William menatap kakeknya penuh keyakinan. William tentu saja akan melakukan apapun demi kakek. Maka tanpa keraguan ia mengangguk dan akan menyanggupi apapun yang menjadi permintaan sang kakek tercinta .

Tatapan Franky beralih pada Ricky, anaknya yang juga ayah dari William. Seolah mengerti dengan isyarat itu, Ricky membuka sesuatu dari laci di dalam ruangan tersebut. Ia meraih sebuah foto lalu menyerahkan kepada Franky yang segera menunjukkan foto itu pada William. William tidak mengerti namun akhirnya ia melihat seseorang yang dikenalnya dari sana.
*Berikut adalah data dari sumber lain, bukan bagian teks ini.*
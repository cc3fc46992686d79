// Copyright (c) 2026 Robert L. Snyder, Sierra Vista, AZ
// Licensed under the MIT License. See LICENSE file in the project root for details.

//! Note labels and the alphabets they are drawn from.
//!
//! A label is an opaque name such as "C" or "B#". Beyond equality the only
//! structure we care about is the trailing accidental, which decides how the
//! label is spelled on screen, spoken aloud, and mapped to asset files.

use std::fmt;

use serde::{Deserialize, Serialize};

/// Musical sharp sign (U+266F)
pub const SHARP_SIGN: char = '\u{266F}';
/// Musical flat sign (U+266D)
pub const FLAT_SIGN: char = '\u{266D}';

/// Accidental attached to a note letter
#[derive(Debug, Clone, Copy, PartialEq, Eq, Hash)]
pub enum Accidental {
    Sharp,
    Flat,
}

impl Accidental {
    /// Parse the ASCII spelling used in labels
    pub fn from_char(c: char) -> Option<Self> {
        match c {
            '#' => Some(Accidental::Sharp),
            'b' => Some(Accidental::Flat),
            _ => None,
        }
    }

    /// Suffix used in asset file names
    pub fn file_suffix(self) -> &'static str {
        match self {
            Accidental::Sharp => "_sharp",
            Accidental::Flat => "_flat",
        }
    }

    /// Glyph drawn on the flashcard
    pub fn glyph(self) -> char {
        match self {
            Accidental::Sharp => SHARP_SIGN,
            Accidental::Flat => FLAT_SIGN,
        }
    }

    /// Word read out by speech synthesis
    pub fn word(self) -> &'static str {
        match self {
            Accidental::Sharp => "sharp",
            Accidental::Flat => "flat",
        }
    }
}

/// A single note name, e.g. "C" or "B#"
#[derive(Debug, Clone, PartialEq, Eq, Hash, PartialOrd, Ord, Serialize, Deserialize)]
#[serde(transparent)]
pub struct NoteLabel(String);

impl NoteLabel {
    /// Create a label from any string-like value
    pub fn new(label: impl Into<String>) -> Self {
        Self(label.into())
    }

    /// The label exactly as supplied
    pub fn as_str(&self) -> &str {
        &self.0
    }

    /// Split into the leading letter and the rest.
    ///
    /// The first character is never an accidental, so "B" stays a B natural
    /// rather than being read as a flat.
    fn split(&self) -> (&str, &str) {
        match self.0.char_indices().nth(1) {
            Some((idx, _)) => self.0.split_at(idx),
            None => (self.0.as_str(), ""),
        }
    }

    /// Translate each accidental in the tail, leaving other characters alone
    fn map_tail<F>(&self, mut f: F) -> String
    where
        F: FnMut(&mut String, Option<Accidental>, char),
    {
        let (head, tail) = self.split();
        let mut out = String::from(head);
        for c in tail.chars() {
            f(&mut out, Accidental::from_char(c), c);
        }
        out
    }

    /// Asset file stem: "B#" -> "B_sharp", "Eb" -> "E_flat"
    pub fn file_stem(&self) -> String {
        self.map_tail(|out, acc, c| match acc {
            Some(acc) => out.push_str(acc.file_suffix()),
            None => out.push(c),
        })
    }

    /// Text drawn on the flashcard, with proper music glyphs
    pub fn display_text(&self) -> String {
        self.map_tail(|out, acc, c| out.push(acc.map_or(c, Accidental::glyph)))
    }

    /// Text handed to speech synthesis: "B#" -> "B sharp"
    pub fn spoken_name(&self) -> String {
        self.map_tail(|out, acc, c| match acc {
            Some(acc) => {
                out.push(' ');
                out.push_str(acc.word());
            }
            None => out.push(c),
        })
    }
}

impl fmt::Display for NoteLabel {
    fn fmt(&self, f: &mut fmt::Formatter<'_>) -> fmt::Result {
        f.write_str(&self.0)
    }
}

impl From<&str> for NoteLabel {
    fn from(s: &str) -> Self {
        Self::new(s)
    }
}

impl From<String> for NoteLabel {
    fn from(s: String) -> Self {
        Self(s)
    }
}

/// The full set of spellings the flashcard assets exist for
#[rustfmt::skip]
pub const CHROMATIC_LABELS: [&str; 21] = [
    "Ab", "A", "A#",
    "Bb", "B", "B#",
    "Cb", "C", "C#",
    "Db", "D", "D#",
    "Eb", "E", "E#",
    "Fb", "F", "F#",
    "Gb", "G", "G#",
];

/// Labels drilled when nothing else is configured
pub const DEFAULT_LABELS: [&str; 4] = ["B#", "C", "D", "E"];

/// Distinct labels eligible for sampling, in first-seen order
#[derive(Debug, Clone, PartialEq, Eq, Serialize, Deserialize)]
#[serde(from = "Vec<NoteLabel>", into = "Vec<NoteLabel>")]
pub struct NoteAlphabet {
    labels: Vec<NoteLabel>,
}

impl NoteAlphabet {
    /// Build an alphabet, dropping repeated labels
    pub fn new<I, L>(labels: I) -> Self
    where
        I: IntoIterator<Item = L>,
        L: Into<NoteLabel>,
    {
        let mut unique: Vec<NoteLabel> = Vec::new();
        for label in labels {
            let label = label.into();
            if !unique.contains(&label) {
                unique.push(label);
            }
        }
        Self { labels: unique }
    }

    /// All 21 natural, sharp and flat spellings
    pub fn chromatic() -> Self {
        Self::new(CHROMATIC_LABELS)
    }

    /// Parse a comma separated list such as "B#, C, D"
    pub fn parse_list(s: &str) -> Self {
        Self::new(s.split(',').map(str::trim).filter(|l| !l.is_empty()))
    }

    /// Number of distinct labels
    pub fn len(&self) -> usize {
        self.labels.len()
    }

    /// True if there are no labels at all
    pub fn is_empty(&self) -> bool {
        self.labels.is_empty()
    }

    /// Check membership
    pub fn contains(&self, label: &NoteLabel) -> bool {
        self.labels.contains(label)
    }

    /// Labels as a slice
    pub fn labels(&self) -> &[NoteLabel] {
        &self.labels
    }

    /// Iterate over labels
    pub fn iter(&self) -> std::slice::Iter<'_, NoteLabel> {
        self.labels.iter()
    }
}

impl Default for NoteAlphabet {
    fn default() -> Self {
        Self::new(DEFAULT_LABELS)
    }
}

impl From<Vec<NoteLabel>> for NoteAlphabet {
    fn from(labels: Vec<NoteLabel>) -> Self {
        Self::new(labels)
    }
}

impl From<NoteAlphabet> for Vec<NoteLabel> {
    fn from(alphabet: NoteAlphabet) -> Self {
        alphabet.labels
    }
}

impl<'a> IntoIterator for &'a NoteAlphabet {
    type Item = &'a NoteLabel;
    type IntoIter = std::slice::Iter<'a, NoteLabel>;

    fn into_iter(self) -> Self::IntoIter {
        self.labels.iter()
    }
}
"Ini kakek Suharja?" tanya William pada kakeknya. Ia menunjuk satu wajah yang sempat ia kenal dulu waktu dirinya masih kecil. Franky mengangguk. Suharja adalah teman baik Franky sedari kecil. Lelaki yang sudah lebih dulu meninggalkannya itu adalah sahabat karibnya dari keluarga sederhana. Persahabatan mereka sangat erat hingga akhir hayat.

Dan Franky masih ingat waktu itu, Suharja telah mengorbankan nyawanya dengan menghalangi peluru yang harusnya mengenai tubuh Franky hingga mengenai tubuh Suharja sendiri. Dan sejak saat itu, Franky berjanji akan membuat hubungan persahabatan mereka kekal hingga ke anak cucunya nanti.
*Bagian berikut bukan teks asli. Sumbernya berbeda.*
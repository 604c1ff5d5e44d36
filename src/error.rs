//! Errors reported by the trees.
//!
//! Ordinary outcomes (inserting a key that is already present, removing a key that
//! isn't) are not errors, and are reported through `bool` return values instead.
//! What remains is rejected caller input, and the invariant violations found by the
//! diagnostic checkers.

use thiserror::Error;

/// Convenience alias used throughout the crate.
pub type Result<T, E = TreeError> = std::result::Result<T, E>;

#[derive(Debug, Clone, PartialEq, Eq, Error)]
pub enum TreeError {
    /// An absent key was passed to one of the checked entry points.
    #[error("invalid argument: {0}")]
    InvalidArgument(&'static str),

    /// A node's cached height doesn't match the heights of its children.
    #[error("cached height {cached} doesn't match the actual height {actual}")]
    HeightMismatch { cached: isize, actual: isize },

    /// An AVL node has a balance factor outside of `-1..=1`.
    #[error("node is out of balance: balance factor {balance}")]
    Unbalanced { balance: isize },

    #[error("the root of a red-black tree is red")]
    RedRoot,

    #[error("the sentinel of a red-black tree is red")]
    RedSentinel,

    /// A red node has a red child.
    #[error("a red node has a red child")]
    RedRedViolation,

    /// Two paths from the same node reach the sentinel through a different number of black nodes.
    #[error("black height mismatch: {left} on the left, {right} on the right")]
    BlackHeightMismatch { left: usize, right: usize },

    /// A node's parent link doesn't point back to the node that owns it.
    #[error("broken parent link")]
    BrokenParentLink,

    /// The keys are not in strictly ascending in-order.
    #[error("keys are not in strictly ascending order")]
    OrderViolation,

    /// The stored element count doesn't match the number of reachable nodes.
    #[error("tree claims {expected} elements, but {found} were found")]
    SizeMismatch { expected: usize, found: usize },
}
impl<K> RedBlackTree<K> {
    /// Creates an empty [`RedBlackTree`].
    pub fn new() -> Self {
        RedBlackTree {
            nodes: vec![RBNode::vacant()],
            free: vec![],
            root: NIL,
            len: 0,
        }
    }

    /// The number of keys in the tree.
    pub fn len(&self) -> usize {
        self.len
    }

    pub fn is_empty(&self) -> bool {
        self.len == 0
    }

    /// The number of edges on the longest path from the root down to a node.
    /// `-1` if empty, `0` for a single node. Takes `O(n)` time.
    pub fn height(&self) -> isize {
        let mut height = -1;
        let mut queue: VecDeque<(NodeIndex, isize)> = VecDeque::new();
        if self.root != NIL {
            queue.push_back((self.root, 0));
        }
        while let Some((node, depth)) = queue.pop_front() {
            height = std::cmp::max(height, depth);
            for &son in [self.left(node), self.right(node)].iter() {
                if son != NIL {
                    queue.push_back((son, depth + 1));
                }
            }
        }
        height
    }

    /// The number of black nodes on any path from the root down to the sentinel,
    /// counting the sentinel but not the root. `0` if empty.
    pub fn black_height(&self) -> usize {
        let mut res = 0;
        let mut node = self.root;
        while node != NIL {
            node = self.left(node);
            if self.color(node) == Color::Black {
                res += 1;
            }
        }
        res
    }

    /// The key at the root, if any.
    pub fn root_key(&self) -> Option<&K> {
        self.nodes[self.root].key.as_ref()
    }

    /// Returns the smallest key.
    pub fn first(&self) -> Option<&K> {
        self.nodes[self.minimum(self.root)].key.as_ref()
    }

    /// Returns the largest key.
    pub fn last(&self) -> Option<&K> {
        self.nodes[self.maximum(self.root)].key.as_ref()
    }

    /// Removes all the keys.
    pub fn clear(&mut self) {
        debug!("clearing a red-black tree of {} keys", self.len);
        self.nodes.truncate(1);
        self.reset_sentinel();
        self.free.clear();
        self.root = NIL;
        self.len = 0;
    }

    /// Lazily iterates over the keys in ascending order.
    pub fn iter(&self) -> iterators::Iter<'_, K> {
        iterators::Iter::new(self)
    }

    /// The keys in ascending order.
    pub fn in_order(&self) -> Vec<&K> {
        self.iter().collect()
    }

    /// The keys with every node before its subtrees, left subtree first.
    pub fn pre_order(&self) -> Vec<&K> {
        let mut res = vec![];
        let mut stack = vec![self.root];
        while let Some(node) = stack.pop() {
            if node == NIL {
                continue;
            }
            res.push(self.key(node));
            stack.push(self.right(node));
            stack.push(self.left(node));
        }
        res
    }

    /// The keys with every node after its subtrees, left subtree first.
    pub fn post_order(&self) -> Vec<&K> {
        let mut res = vec![];
        let mut stack = vec![self.root];
        while let Some(node) = stack.pop() {
            if node == NIL {
                continue;
            }
            res.push(self.key(node));
            stack.push(self.left(node));
            stack.push(self.right(node));
        }
        res.reverse();
        res
    }

    /// The keys level by level, from the root down, each level from left to right.
    pub fn level_order(&self) -> Vec<&K> {
        let mut res = vec![];
        let mut queue = VecDeque::new();
        queue.push_back(self.root);
        while let Some(node) = queue.pop_front() {
            if node == NIL {
                continue;
            }
            res.push(self.key(node));
            queue.push_back(self.left(node));
            queue.push_back(self.right(node));
        }
        res
    }

    /// Checks the subtree of `node`, and returns its black height and its node count.
    fn check_subtree(&self, node: NodeIndex) -> Result<(usize, usize)> {
        if node == NIL {
            return Ok((0, 0));
        }
        let mut black_heights = [0; 2];
        let mut count = 1;
        for (i, &son) in [self.left(node), self.right(node)].iter().enumerate() {
            if son != NIL && self.parent(son) != node {
                return Err(TreeError::BrokenParentLink);
            }
            if self.color(node) == Color::Red && self.color(son) == Color::Red {
                return Err(TreeError::RedRedViolation);
            }
            let (black_height, son_count) = self.check_subtree(son)?;
            black_heights[i] = black_height + (self.color(son) == Color::Black) as usize;
            count += son_count;
        }
        if black_heights[0] != black_heights[1] {
            return Err(TreeError::BlackHeightMismatch {
                left: black_heights[0],
                right: black_heights[1],
            });
        }
        Ok((black_heights[0], count))
    }
}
"Menikahlah dengan Lintang. Cucu sahabat Kakek." Suara itu pelan tapi syarat akan ketegasan dan itu adalah perintah yang tidak bisa dibantah. William lemas seketika. Tubuhnya segera terduduk di sebuah kursi tepat di samping pembaringan Kakeknya saat ini. Semua orang di dalam ruangan itu menatap iba pada William. Tapi mereka tidak bisa membantu. Mereka tahu keputusan Franky, adalah mutlak dan tidak bisa diganggu gugat.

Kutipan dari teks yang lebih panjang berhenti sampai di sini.